Tobias Mercen is a rookie defence lawyer who possesses all the wand skills of a blank wall, a situation that’s more than a little awkward considering he’s employed by one of the top magical law firms in the country. When eminent neurowizard Robert Stanford appoints Mercen to defend him against allegations of a brutal magical assault, things head straight out of awkward and smack-bang into bizarre. [Don't you have to demonstrate your abilities before you can get hired by a magical law firm? It's not easy to hide impotence.] [I've heard.]
The trial pits Mercen against Prosecutor Gregory Noakes, an old colleague and friend. Faced with the evidence, Mercen’s hard-pressed to believe in Stanford’s innocence - until an argument down in the cells sees them both raising their fists and neither reaching for his wand. Mercen’s been handed the holy grail of defences: his allegedly magic client is as blank as him [he is]. [Don't you have to demonstrate your abilities before you can get proclaimed an eminent neurowizard?] Trouble is, revealing that to the jury will destroy Stanford’s career, and his [own] right along with it.
Trapped, he approaches Noakes for help, only to find his friend is already aware of the situation; aware, and apparently unconcerned. Mercen is fuming, and Stanford’s indifference to his plight isn’t helping. Their only chance lies in the spell behind the attack, and the knowledge that, their combined lack of magic notwithstanding, some wizard was responsible for casting it. ["Notwithstanding" doesn't mean what you want it to. You want: In view of their combined lack of magic . . . Though a better idea is to delete the whole phrase, as we're smart enough to figure out why it's obvious someone else cast the spell.] Mercen’s going to prove his client’s innocent, even if he has to break the law to do it. [Not much of a connection with the previous sentence. You want something like: All Mercen has to do now is figure out who, and get him to confess.]

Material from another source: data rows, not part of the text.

use std::collections::BTreeSet;

use rust_decimal::Decimal;
use serde::{Deserialize, Serialize};

/// Identifier wrapper for publication records.
#[derive(Debug, Clone, Copy, PartialEq, Eq, PartialOrd, Ord, Hash, Serialize, Deserialize)]
#[serde(transparent)]
pub struct RecordId(pub u64);

#[derive(Debug, Clone, Copy, PartialEq, Eq, PartialOrd, Ord, Hash, Serialize, Deserialize)]
#[serde(transparent)]
pub struct AuthorId(pub u64);

/// Organizational unit an author belonged to when the work was credited.
#[derive(Debug, Clone, Copy, PartialEq, Eq, PartialOrd, Ord, Hash, Serialize, Deserialize)]
#[serde(transparent)]
pub struct UnitId(pub u64);

#[derive(Debug, Clone, Copy, PartialEq, Eq, PartialOrd, Ord, Hash, Serialize, Deserialize)]
#[serde(transparent)]
pub struct DisciplineId(pub u64);

#[derive(Debug, Clone, Copy, PartialEq, Eq, PartialOrd, Ord, Hash, Serialize, Deserialize)]
#[serde(transparent)]
pub struct PublisherId(pub u64);

/// Editorial workflow tag attached to a record ("before correction", "after correction", ...).
#[derive(Debug, Clone, Copy, PartialEq, Eq, PartialOrd, Ord, Hash, Serialize, Deserialize)]
#[serde(transparent)]
pub struct CorrectionStatusId(pub u64);

/// Publication type as registered in the bibliography.
#[derive(Debug, Clone, Copy, PartialEq, Eq, Hash, Serialize, Deserialize)]
#[serde(rename_all = "snake_case")]
pub enum PublicationKind {
    ContinuousWork,
    MonographBook,
    MonographChapter,
    ConferencePaper,
    Patent,
    MultiInstitutionWork,
    DoctoralThesis,
    HabilitationThesis,
}

impl PublicationKind {
    pub const fn label(self) -> &'static str {
        match self {
            PublicationKind::ContinuousWork => "continuous_work",
            PublicationKind::MonographBook => "monograph_book",
            PublicationKind::MonographChapter => "monograph_chapter",
            PublicationKind::ConferencePaper => "conference_paper",
            PublicationKind::Patent => "patent",
            PublicationKind::MultiInstitutionWork => "multi_institution_work",
            PublicationKind::DoctoralThesis => "doctoral_thesis",
            PublicationKind::HabilitationThesis => "habilitation_thesis",
        }
    }
}

/// Role a contributor played in producing the work.
#[derive(Debug, Clone, Copy, PartialEq, Eq, PartialOrd, Ord, Hash, Serialize, Deserialize)]
#[serde(rename_all = "snake_case")]
pub enum Responsibility {
    Author,
    Editor,
    Translator,
    Reviewer,
    Other,
}

/// Formal-character metadata of a monograph ("KSP", "ROZ", ...).
///
/// A well-formed entry is flagged as exactly one of book or chapter.
#[derive(Debug, Clone, PartialEq, Eq, Serialize, Deserialize)]
pub struct FormalCharacter {
    pub code: String,
    #[serde(default)]
    pub book: bool,
    #[serde(default)]
    pub chapter: bool,
}

/// Snapshot of one author's participation in a record.
#[derive(Debug, Clone, PartialEq, Eq, Serialize, Deserialize)]
pub struct AuthorContribution {
    pub author_id: AuthorId,
    pub unit_id: UnitId,
    /// Name as printed on the work, which may differ from the canonical author name.
    pub credited_name: String,
    pub responsibility: Responsibility,
    pub affiliates: bool,
    pub unit_counts_for_reports: bool,
    /// Pinned (currently active) discipline assignment.
    #[serde(default)]
    pub discipline: Option<DisciplineId>,
    pub order_index: u32,
}

/// Read-only view of a publication record handed to the engine.
#[derive(Debug, Clone, PartialEq, Serialize, Deserialize)]
pub struct PublicationRecord {
    pub id: RecordId,
    pub kind: PublicationKind,
    #[serde(default)]
    pub year: Option<i32>,
    pub raw_points: Decimal,
    #[serde(default)]
    pub publisher: Option<PublisherId>,
    #[serde(default)]
    pub formal_character: Option<FormalCharacter>,
    #[serde(default)]
    pub correction_status: Option<CorrectionStatusId>,
    #[serde(default)]
    pub contributions: Vec<AuthorContribution>,
}

/// Scientific discipline from the national classification.
#[derive(Debug, Clone, PartialEq, Eq, Serialize, Deserialize)]
pub struct Discipline {
    pub id: DisciplineId,
    pub code: String,
    pub name: String,
    /// Humanities, social sciences or theology; scored on the higher monograph scale.
    #[serde(default)]
    pub is_hst: bool,
}

/// Publisher prestige level for a given year.
#[derive(Debug, Clone, Copy, PartialEq, Eq, Serialize, Deserialize)]
pub struct PublisherTierEntry {
    pub publisher_id: PublisherId,
    pub year: i32,
    pub tier: i8,
}

/// Tier value reported when a publisher has no entry for the year.
pub const NO_PUBLISHER_TIER: i8 = -1;

/// Institution-level switches consulted during policy selection.
#[derive(Debug, Clone, Default, PartialEq, Eq, Serialize, Deserialize)]
pub struct InstitutionConfig {
    #[serde(default)]
    pub hidden_correction_statuses_for_scoring: BTreeSet<CorrectionStatusId>,
}

impl InstitutionConfig {
    pub fn hides(&self, status: Option<CorrectionStatusId>) -> bool {
        status
            .map(|status| self.hidden_correction_statuses_for_scoring.contains(&status))
            .unwrap_or(false)
    }
}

My stories have previously been published in [small-time publications]. I am a practising criminal lawyer and have worked in both prosecutions and defence.
Thank you for your consideration.
Yours sincerely, etc.
[Author's note: This is a short story; as such, I appreciate it wouldn't usually justify its own query. I thought it would be a useful - and potentially amusing - exercise to write one though. Thanks!]
[Evil Editor's note: This was the last item in the query queue. Summer vacation is over, minions; time to start putting some effort into those writing careers. Step 1: Start a new novel. Step 2: When you reach 200 words, stop. Send what you have so far to EE. Step 3: Write a query letter and send it to EE. Step 4: Go back to writing the novel. Too many authors finish their novels and then have to spend months perfecting their query letters and rewriting their openings. Better to have that stuff ship-shape the minute you need it.]
Not clear why the prosecutor is going on with the trial if he knows the accused is innocent.
Not a bad query. Have you considered making Noakes unaware and adding another 50,000 words?
Robert Stanford is a pretty boring name for an eminent neurowizard.